Various GNNs have been developed, greatly enhancing the adaptability of the model to graph data. The combination of deep neural networks and graph data has now become more and more popular. The data related to the recommendation system consists of a bipartite graph and a social graph, which is a typical heterogeneous information network and suitable to be modelled and processed with graph neural networks. The research of a recommendation system based on graph neural networks has been a trend.

3 The proposed method

We propose a hybrid high-order semantic graph neural network for recommendations(HHRec), regarded as an improved version of GraphRec. The overall model framework is shown in Fig. 2. It includes four parts:

1. 1)

   Input layer: Sample the social subgraph and bipartite subgraph and then put the sampling nodes into the embedding layers, which include user embedding, item embedding, opinion embedding, and category embedding

2. 2)

   User encoder: Model the user from two perspectives, and separately summarize the neighbor item feature and friend feature centered on the user to obtain two sub-embeddings, and then put them into a total user representation through MLP form.

3. 3)

   Item encoder: Model the item from a single perspective, summarize neighbor user characteristics centered on the item. Then the encoder directly obtains the item representation.

4. 4)

   Rating prediction layer: The model’s output layer is used to predict the rating prediction \(r_{ij}\) of the user \(u_i\) on the item \(v_j\).

Fig. 2

An overview of HHRec. The input information includes user-centric second-order subgraph, item-centric second-order subgraph, User-centric social-item subgraph

3.1 Embedding layer

In deep learning, especially with the Internet field with the recommendation, advertising, and search as the core, embedding technology is widely used and regarded as the essential operation of deep learning. Formally speaking, embedding uses a low-dimensional dense vector to represent a user or an item. The low-dimensional dense vector can express the corresponding object’s specific characteristics, and the distance between the vectors reflects the similarity between the objects. Since the birth of Word2vec [33], the embedding idea spreads from the field of natural language processing to almost all areas of machine learning quickly, including social recommendation systems. For users and items in the social recommendation system, there is also a corresponding embedding method. During the recommendation system training process, the embedding layer generally needs to work with other deep learning networks to complete the entire recommendation training process.
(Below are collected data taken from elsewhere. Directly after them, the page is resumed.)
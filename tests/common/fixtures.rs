//! Test fixtures: generated images in a scratch directory.

use image::{DynamicImage, ImageBuffer, ImageFormat, Rgb, Rgba};
use std::io::Cursor;
use std::path::{Path, PathBuf};
use tempfile::TempDir;

/// Scratch directory that is removed when dropped
pub struct Workspace {
    dir: TempDir,
}

impl Workspace {
    pub fn new() -> Self {
        Self {
            dir: TempDir::new().expect("Failed to create temp dir"),
        }
    }

    pub fn path(&self) -> &Path {
        self.dir.path()
    }

    pub fn file(&self, name: &str) -> PathBuf {
        self.dir.path().join(name)
    }

    /// Save `image` under `name`; the extension picks the format
    pub fn write_image(&self, name: &str, image: &DynamicImage) -> PathBuf {
        let path = self.file(name);
        image.save(&path).expect("Failed to write fixture image");
        path
    }

    pub fn write_bytes(&self, name: &str, bytes: &[u8]) -> PathBuf {
        let path = self.file(name);
        std::fs::write(&path, bytes).expect("Failed to write fixture file");
        path
    }
}

/// Smooth RGB gradient with many distinct colors
pub fn gradient(width: u32, height: u32) -> DynamicImage {
    let img = ImageBuffer::from_fn(width, height, |x, y| {
        Rgb([
            (x * 255 / width.max(1)) as u8,
            (y * 255 / height.max(1)) as u8,
            ((x + y) * 127 / (width + height).max(1)) as u8,
        ])
    });
    DynamicImage::ImageRgb8(img)
}

/// RGBA image: opaque color where the `cell` checkerboard is set,
/// fully transparent elsewhere
pub fn checkerboard_alpha(width: u32, height: u32, cell: u32) -> DynamicImage {
    let img = ImageBuffer::from_fn(width, height, |x, y| {
        let opaque = (x / cell + y / cell) % 2 == 0;
        Rgba([200, (x * 7) as u8, (y * 11) as u8, if opaque { 255 } else { 0 }])
    });
    DynamicImage::ImageRgba8(img)
}

/// Encode an image to PNG bytes in memory
pub fn png_bytes(image: &DynamicImage) -> Vec<u8> {
    let mut buf = Cursor::new(Vec::new());
    image
        .write_to(&mut buf, ImageFormat::Png)
        .expect("Failed to encode fixture");
    buf.into_inner()
}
Embedding technology completes the conversion from high-dimensional sparse feature vectors to low-dimensional dense feature vectors. After connecting with other feature vectors, the pre-trained embedding feature vector is input into the training’s neural network. Ours proposed model’s input layer includes four input layers. We use an embedding vector \(e_i \in {\mathbb {R}}^d (e_j \in {\mathbb {R}}^d)\) to describe a user or an item, where d represents the embedding dimension. Similarly, we also adopt another two embedding layers to represent the user’s opinion score on the item and the item’s category. That is to use a low-dimensional vector \(e_r \in {\mathbb {R}}^d (e_c \in {\mathbb {R}}^d)\) to describe the edge weight of the user–item bipartite graph or the category in the item space. Therefore, assuming that the original data has N users, M items including L categories, and K evaluation levels, an embedding space based on the embedding matrix can be formed as:

$$\begin{aligned} \begin{aligned} E&=[W_u, W_i, W_r, W_c] \\&=[e_{u1},..., e_{uN}, e_{i1},..., e_{iM}, \\ {}&\quad e_{r1},..., e_{rK}, e_{c1},..., e_{cL}] \end{aligned} \end{aligned}$$

(1)

It is worth noting that when defining the model, we can initialize the embedding space randomly and then follow the entire model for end-to-end training. It is also considered that a pre-training step can be added to obtain the pre-trained embedding through item2vec and other methods, and then end-to-end training can be performed to get a more effective embedding.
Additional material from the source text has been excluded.